6.3 Angular Momentum and Angular Impulse

Angular momentum measures how much rotational motion an object or system has, found with $L = I\omega$ for a rigid system or $L = rmv\sin\theta$ for an object about a point. Angular impulse is torque applied over time ($\tau\Delta t$), and it equals the change in angular momentum, just like linear impulse changes linear momentum. These ideas help you connect torque, rotation, and momentum changes in spinning systems.

Why This Matters for the AP Physics 1 Exam

This topic gives you the rotational versions of two ideas you already know from linear momentum: momentum itself and the impulse-momentum theorem. On both multiple-choice and free-response questions, you will be asked to describe how changing one quantity (like moving mass closer to the axis or applying a torque for longer) affects another quantity. That kind of "if this changes, what happens to that?" reasoning shows up across Unit 6.

Free-response answers need more than naming an equation. If you write that angular momentum changes "because of the impulse-momentum theorem," that is not enough credit. You have to walk through the steps that connect the principle to your claim, especially on the first free-response question that focuses on reasoning.
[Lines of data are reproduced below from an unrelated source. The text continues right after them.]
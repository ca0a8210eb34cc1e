//! Athlete endpoints
//!
//! `GET /atletas` lists with `nome` / `cpf` filters and pagination,
//! `POST /atletas` registers a new athlete.

use std::sync::Arc;

use axum::{extract::State, http::StatusCode, routing::get, Json, Router};
use serde::{Deserialize, Serialize};

use crate::db::repos::{AthleteFilter, AthleteRepo, AthleteView};
use crate::http::error::ApiError;
use crate::http::extractors::{RequestBody, ValidJson, ValidQuery};
use crate::http::server::AppState;
use crate::models::{
    AthleteName, IdentityNumber, NewAthlete, Paginated, Pagination, PaginationParams,
    ValidationError, ValidationErrors,
};

/// Create athlete request
///
/// Every field is optional at decode time so that all missing fields are
/// reported together by [`CreateAthleteRequest::validate`].
#[derive(Debug, Default, Deserialize)]
pub struct CreateAthleteRequest {
    pub nome: Option<String>,
    pub cpf: Option<String>,
    pub centro_treinamento_id: Option<i64>,
    pub categoria_id: Option<i64>,
}

impl RequestBody for CreateAthleteRequest {
    const FIELDS: &'static [&'static str] =
        &["nome", "cpf", "centro_treinamento_id", "categoria_id"];
}

impl CreateAthleteRequest {
    /// Check every field, collecting all errors.
    pub fn validate(self) -> Result<NewAthlete, ValidationErrors> {
        let mut errors = Vec::new();

        let name = check(self.nome, "nome", &mut errors, |s| AthleteName::new(&s));
        let identity_number = check(self.cpf, "cpf", &mut errors, |s| IdentityNumber::new(&s));
        let training_center_id = check(
            self.centro_treinamento_id,
            "centro_treinamento_id",
            &mut errors,
            Ok,
        );
        let category_id = check(self.categoria_id, "categoria_id", &mut errors, Ok);

        match (name, identity_number, training_center_id, category_id) {
            (Some(name), Some(identity_number), Some(training_center_id), Some(category_id)) => {
                Ok(NewAthlete {
                    name,
                    identity_number,
                    training_center_id,
                    category_id,
                })
            }
            _ => Err(ValidationErrors::new(errors)),
        }
    }
}

fn check<T, U>(
    value: Option<T>,
    field: &'static str,
    errors: &mut Vec<ValidationError>,
    validate: impl FnOnce(T) -> Result<U, ValidationError>,
) -> Option<U> {
    match value.ok_or(ValidationError::Missing { field }).and_then(validate) {
        Ok(v) => Some(v),
        Err(e) => {
            errors.push(e);
            None
        }
    }
}

/// List query parameters
#[derive(Debug, Default, Deserialize)]
pub struct AthleteQuery {
    /// Case-insensitive substring of the athlete name
    pub nome: Option<String>,
    /// Exact identity number
    pub cpf: Option<String>,
    pub page: Option<u32>,
    pub size: Option<u32>,
}

impl AthleteQuery {
    fn into_parts(self) -> (AthleteFilter, Pagination) {
        let page = Pagination::from(PaginationParams {
            page: self.page,
            size: self.size,
        });
        (AthleteFilter::new(self.nome, self.cpf), page)
    }
}

/// `{nome}` projection shared by training centers and categories
#[derive(Debug, Clone, PartialEq, Eq, Serialize, Deserialize)]
pub struct NamedResponse {
    pub nome: String,
}

/// Athlete response. Ids and the identity number are not exposed.
#[derive(Debug, Clone, PartialEq, Eq, Serialize, Deserialize)]
pub struct AthleteResponse {
    pub nome: String,
    pub centro_treinamento: NamedResponse,
    pub categoria: NamedResponse,
}

impl From<AthleteView> for AthleteResponse {
    fn from(a: AthleteView) -> Self {
        Self {
            nome: a.name,
            centro_treinamento: NamedResponse {
                nome: a.training_center,
            },
            categoria: NamedResponse { nome: a.category },
        }
    }
}

/// GET /atletas - list athletes with filters and pagination
async fn list_athletes(
    State(state): State<Arc<AppState>>,
    ValidQuery(query): ValidQuery<AthleteQuery>,
) -> Result<Json<Paginated<AthleteResponse>>, ApiError> {
    let (filter, page) = query.into_parts();
    let result = AthleteRepo::new(&state.pool).list(&filter, page).await?;

    Ok(Json(result.map(AthleteResponse::from)))
}

/// POST /atletas - register a new athlete
async fn create_athlete(
    State(state): State<Arc<AppState>>,
    ValidJson(req): ValidJson<CreateAthleteRequest>,
) -> Result<(StatusCode, Json<AthleteResponse>), ApiError> {
    let athlete = req.validate()?;
    let created = AthleteRepo::new(&state.pool)
        .create(&athlete)
        .await
        .map_err(|e| ApiError::from_db(e, state.duplicate_status.status_code()))?;

    tracing::info!(id = created.id, "Registered athlete");
    Ok((StatusCode::CREATED, Json(AthleteResponse::from(created))))
}

/// Athlete routes
pub fn router() -> Router<Arc<AppState>> {
    Router::new().route("/atletas", get(list_athletes).post(create_athlete))
}
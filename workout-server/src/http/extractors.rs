//! Custom Axum extractors
//!
//! Rejections from axum's own extractors are turned into validation errors
//! so every malformed request gets the same 422 body.

use axum::extract::rejection::JsonRejection;
use axum::extract::{FromRequest, FromRequestParts, Query, Request};
use axum::http::request::Parts;
use axum::Json;
use once_cell::sync::Lazy;
use regex::Regex;
use serde::de::DeserializeOwned;

use super::error::ApiError;
use crate::models::ValidationError;

/// `<summary>: <field>: <serde message>` as rendered for JSON data errors
static FIELD_ERROR_RE: Lazy<Regex> = Lazy::new(|| {
    Regex::new(r"^[^:]+: (?P<field>[A-Za-z_][A-Za-z0-9_]*): (?P<reason>.+)$")
        .expect("invalid field error regex")
});

/// A JSON request body with named top-level fields
pub trait RequestBody: DeserializeOwned {
    /// Wire names of the fields, used to attribute decode errors
    const FIELDS: &'static [&'static str];
}

/// JSON body extractor that rejects with a validation error
pub struct ValidJson<T>(pub T);

impl<T, S> FromRequest<S> for ValidJson<T>
where
    T: RequestBody,
    S: Send + Sync,
{
    type Rejection = ApiError;

    async fn from_request(req: Request, state: &S) -> Result<Self, Self::Rejection> {
        let Json(value) = Json::<T>::from_request(req, state)
            .await
            .map_err(|rejection| ApiError::from(body_error(&rejection, T::FIELDS)))?;

        Ok(Self(value))
    }
}

/// Attribute a body rejection to one of `fields` when serde names it,
/// otherwise to the body as a whole.
fn body_error(rejection: &JsonRejection, fields: &[&'static str]) -> ValidationError {
    let text = rejection.body_text();

    if let JsonRejection::JsonDataError(_) = rejection {
        if let Some(caps) = FIELD_ERROR_RE.captures(&text) {
            if let Some(field) = fields.iter().copied().find(|f| *f == &caps["field"]) {
                return ValidationError::Malformed {
                    field,
                    reason: caps["reason"].to_owned(),
                };
            }
        }
    }

    ValidationError::Malformed {
        field: "body",
        reason: text,
    }
}

/// Query string extractor that rejects with a validation error
pub struct ValidQuery<T>(pub T);

impl<T, S> FromRequestParts<S> for ValidQuery<T>
where
    T: DeserializeOwned,
    S: Send + Sync,
{
    type Rejection = ApiError;

    async fn from_request_parts(parts: &mut Parts, state: &S) -> Result<Self, Self::Rejection> {
        let Query(value) = Query::<T>::from_request_parts(parts, state)
            .await
            .map_err(|rejection| {
                ApiError::from(ValidationError::Malformed {
                    field: "query",
                    reason: rejection.body_text(),
                })
            })?;

        Ok(Self(value))
    }
}

#[cfg(test)]
mod tests {
    use super::*;
    use axum::body::Body;
    use serde::Deserialize;

    #[derive(Debug, Deserialize)]
    struct Pair {
        left: Option<String>,
        right: Option<i64>,
    }

    impl RequestBody for Pair {
        const FIELDS: &'static [&'static str] = &["left", "right"];
    }

    async fn extract(body: &'static str) -> Result<Pair, ValidationError> {
        let request = Request::builder()
            .header("content-type", "application/json")
            .body(Body::from(body))
            .unwrap();
        match Json::<Pair>::from_request(request, &()).await {
            Ok(Json(pair)) => Ok(pair),
            Err(rejection) => Err(body_error(&rejection, Pair::FIELDS)),
        }
    }

    #[tokio::test]
    async fn type_error_names_the_field() {
        let err = extract(r#"{"left": "a", "right": "b"}"#).await.unwrap_err();
        assert_eq!(err.field(), "right");
        assert!(err.to_string().contains("invalid type"));
    }

    #[tokio::test]
    async fn syntax_error_blames_the_body() {
        let err = extract(r#"{"left": "#).await.unwrap_err();
        assert_eq!(err.field(), "body");
    }

    #[tokio::test]
    async fn non_object_blames_the_body() {
        let err = extract("[1, 2]").await.unwrap_err();
        assert_eq!(err.field(), "body");
    }

    #[tokio::test]
    async fn absent_fields_decode_as_none() {
        let pair = extract("{}").await.unwrap();
        assert!(pair.left.is_none() && pair.right.is_none());
    }
}
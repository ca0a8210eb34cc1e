//! Tracing setup for the workout CLI
//!
//! Usage:
//!   workout --debug serve              # Debug logging to console
//!   RUST_LOG=workout_server=debug workout serve
//!
//! Environment variables:
//!   RUST_LOG                           # Log filter (default: info)

use anyhow::{anyhow, Result};
use tracing_subscriber::EnvFilter;

/// Tracing configuration options
#[derive(Debug, Clone, Default)]
pub struct TracingConfig {
    /// Enable debug logging (sets RUST_LOG=debug if not already set)
    pub debug: bool,
}

impl TracingConfig {
    fn filter(&self) -> EnvFilter {
        let default = if self.debug { "debug" } else { "info" };
        EnvFilter::try_from_default_env().unwrap_or_else(|_| EnvFilter::new(default))
    }
}

/// Initialize console tracing
pub fn init(config: &TracingConfig) -> Result<()> {
    tracing_subscriber::fmt()
        .with_env_filter(config.filter())
        .with_target(config.debug) // Show targets in debug mode
        .compact()
        .try_init()
        .map_err(|err| anyhow!(err))
}
//! Athlete input validation
//!
//! Values are stored exactly as submitted; the only rule is that a name or
//! identity number carries some content.

use super::ValidationError;

/// Validated athlete name (non-blank, kept as given)
#[derive(Debug, Clone, PartialEq, Eq)]
pub struct AthleteName(String);

impl AthleteName {
    /// Create a new athlete name.
    ///
    /// # Rules
    /// - Must contain something other than whitespace
    /// - Surrounding whitespace is kept
    pub fn new(s: &str) -> Result<Self, ValidationError> {
        if s.trim().is_empty() {
            return Err(ValidationError::Empty { field: "nome" });
        }

        Ok(Self(s.to_owned()))
    }

    pub fn as_str(&self) -> &str {
        &self.0
    }

    /// Lower-cased form stored alongside the name for case-insensitive search.
    pub fn folded(&self) -> String {
        self.0.to_lowercase()
    }
}

/// Validated identity number (CPF), any non-empty string
#[derive(Debug, Clone, PartialEq, Eq, Hash)]
pub struct IdentityNumber(String);

impl IdentityNumber {
    /// Create a new identity number.
    ///
    /// # Example
    /// ```
    /// use workout_server::models::IdentityNumber;
    ///
    /// assert!(IdentityNumber::new("12345678900").is_ok());
    /// assert!(IdentityNumber::new("123.456.789-00").is_ok());
    /// assert!(IdentityNumber::new("").is_err());
    /// ```
    pub fn new(s: &str) -> Result<Self, ValidationError> {
        if s.is_empty() {
            return Err(ValidationError::Empty { field: "cpf" });
        }

        Ok(Self(s.to_owned()))
    }

    pub fn as_str(&self) -> &str {
        &self.0
    }
}

/// A fully validated create request
#[derive(Debug, Clone, PartialEq, Eq)]
pub struct NewAthlete {
    pub name: AthleteName,
    pub identity_number: IdentityNumber,
    pub training_center_id: i64,
    pub category_id: i64,
}
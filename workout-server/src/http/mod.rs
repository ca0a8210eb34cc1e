//! HTTP server layer
//!
//! Axum server with:
//! - CORS (localhost only by default)
//! - Request tracing
//! - Graceful shutdown
//! - JSON error responses

pub mod error;
pub mod extractors;
pub mod routes;
pub mod server;

pub use error::ApiError;
pub use server::{build_router, run_server, AppState, DuplicateStatus, ServerConfig, ServerError};
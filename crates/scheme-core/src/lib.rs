//! Value representation and interpreter context for a Scheme dialect.
//!
//! This crate is the "V" layer: the `Value` datum, its shared-handle
//! payload types, lexical environments, the four-kind error model, and
//! the process-wide `Interpreter` context. Structural operations over
//! `Value` (equality, copying, serialization, sequence combinators,
//! streams) live one layer up, in `scheme-runtime`.

pub mod env;
pub mod error;
pub mod interp;
pub mod number;
pub mod symbol;
pub mod value;

pub use env::EnvHandle;
pub use error::{MethodDispatch, ReadError, SchemeError};
pub use interp::Interpreter;
pub use number::Number;
pub use symbol::Symbol;
pub use value::{
    CompoundProc, DelayData, HashKey, HashMapHandle, ObjectData, PairData, PairHandle,
    PortId, PrimitiveProc, StrHandle, SyntaxRuleData, Value, VectorHandle,
};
Practice explaining each link in your logic.

Key Takeaways

• Angular momentum of a rigid system about an axis is $L = I\omega$; for an object about a point it is $L = rmv\sin\theta$.
• The axis or reference point you pick changes the value of angular momentum, so always state your axis.
• Angular impulse is $\tau\Delta t$, points the same way as the torque, and equals the change in angular momentum: $\Delta L = \tau\Delta t$.
• The slope of an angular momentum vs. time graph is the net torque; the area under a net torque vs. time graph is the angular impulse.
• The rotational impulse-momentum theorem comes from Newton's second law in rotational form: $\tau_{\text{net}} = \frac{\Delta L}{\Delta t} = I\alpha$ (when rotational inertia is constant).
• Units of angular momentum are $\text{kg}\cdot\text{m}^2/\text{s}$, which is the same as $\text{N}\cdot\text{m}\cdot\text{s}$ for angular impulse.

Angular Momentum of Objects

Angular momentum depends on how mass is spread out, how fast something rotates, and the axis you measure it about.

Angular Momentum Equation

For a rigid system rotating about a fixed axis:

• $L = I\omega$ where $L$ is angular momentum, $I$ is rotational inertia (moment of inertia), and $\omega$ is angular velocity.
• A larger rotational inertia or a faster spin both mean more angular momentum.
• Angular momentum stays constant when the net external torque on the system is zero.

Angular Momentum About a Point

You can also find the angular momentum of an object relative to any reference point, even if the object is moving in a straight line.

• $L = rmv\sin\theta$ gives the magnitude of angular momentum about a given point.
• The point or axis you choose changes the value, so the same motion can have different angular momentum depending on your reference point.
• For an object traveling in a straight line, the angular momentum depends on:
  • the distance $r$ between the reference point and the object
  • the mass $m$ of the object
  • the speed $v$ of the object
  • the angle $\theta$ between the radial distance and the velocity

Angular Impulse From Torque

Angular impulse is the total effect of a torque acting over a time interval.

Angular Impulse

• $\text{Angular impulse} = \tau\Delta t$ where $\tau$ is torque and $\Delta t$ is the time interval.
• Angular impulse has the same direction or sign as the torque. AP Physics 1 handles this with one-dimensional sign conventions (for example, counterclockwise as positive), not full 3D vectors.
• Angular impulse equals the change in angular momentum: $\Delta L = \tau\Delta t$.
• Its units are $\text{N}\cdot\text{m}\cdot\text{s}$, the same as $\text{kg}\cdot\text{m}^2/\text{s}$.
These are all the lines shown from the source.